During stability studies at high temperature (70degreesC) and low relative humidity (similar to0%), the recovery of an asparagine containing hexapeptide (VYPNGA) and its known deamidation products from solid polyvinylpyrrolidone (PVP) matrices was incomplete. To determine the causes of this mass loss, formulations were prepared by lyophilizing solutions containing PVP, glycerol, and the Asn-hexapeptide in pH 7.5 phosphate buffer, followed by storage at 70degreesC and 0% relative humidity. Asn-hexapeptide loss was mono-exponential and reached a plateau at about 30% remaining. Total recovery of the peptide and its known deamidation products was similar to30% of peptide load. Size exclusion chromatography with fluorescence detection indicated the formation of a PVP-peptide adduct that was stable in the presence of 6 M guanidine hydrochloride. Similar stability studies using N-acetyl phenylalanine, phenylalanine ethyl ester, and N-acetyl tyrosine ethyl ester demonstrated that the reaction involves the peptide N-terminus.
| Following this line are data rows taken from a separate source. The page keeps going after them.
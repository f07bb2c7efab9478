// Copyright 2024
//
// Licensed under the Apache License, Version 2.0 (the "License");
// you may not use this file except in compliance with the License.
// You may obtain a copy of the License at
//
//      http://www.apache.org/licenses/LICENSE-2.0
//
// Unless required by applicable law or agreed to in writing, software
// distributed under the License is distributed on an "AS IS" BASIS,
// WITHOUT WARRANTIES OR CONDITIONS OF ANY KIND, either express or implied.
// See the License for the specific language governing permissions and
// limitations under the License.

//! Snapframe is a Rust implementation of the Snappy framing format.
//!
//! The framing format wraps raw Snappy blocks in typed, length-prefixed
//! chunks so that data of any length can be streamed and verified. Each data
//! chunk carries a masked CRC-32C of its decoded bytes.
//!
//! - [`FramedWriter`] buffers writes into full blocks and emits one chunk per block.
//! - [`ChunkEncoder`] emits chunks immediately for every write.
//! - [`FramedReader`] reads a stream back, either pulled through `Read`/`BufRead`
//!   or pushed into a sink with [`FramedReader::write_to`].

pub mod chunks;
pub mod compression;
pub mod constants;
pub mod encoder;
pub mod error;
pub mod forwarder;
pub mod hash;
pub mod reader;
pub mod writer;


// Re-exports for a cleaner API
pub use constants::{MAX_BLOCK_SIZE, MEDIA_TYPE};
pub use encoder::{ChunkEncoder, FramedWriterConfig};
pub use error::{ErrorCategory, FramedError, Result};
pub use reader::{FramedReader, FramedReaderConfig};
pub use writer::FramedWriter;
The adduct was disrupted in the presence of carboxypeptidase-A, suggesting the formation of an amide bond between the peptide and PVP. N-15 solid-state nuclear magnetic resonance spectroscopy using N-15-labeled valine as a model of the peptide N-terminus showed different populations of N-15, suggesting that noncovalent peptide-polymer interactions precede amide bond formation. (C) 2003 Wiley-Liss, Inc. and the American Pharmaceutical Association J Pharm Sci 92:585-593, 2003.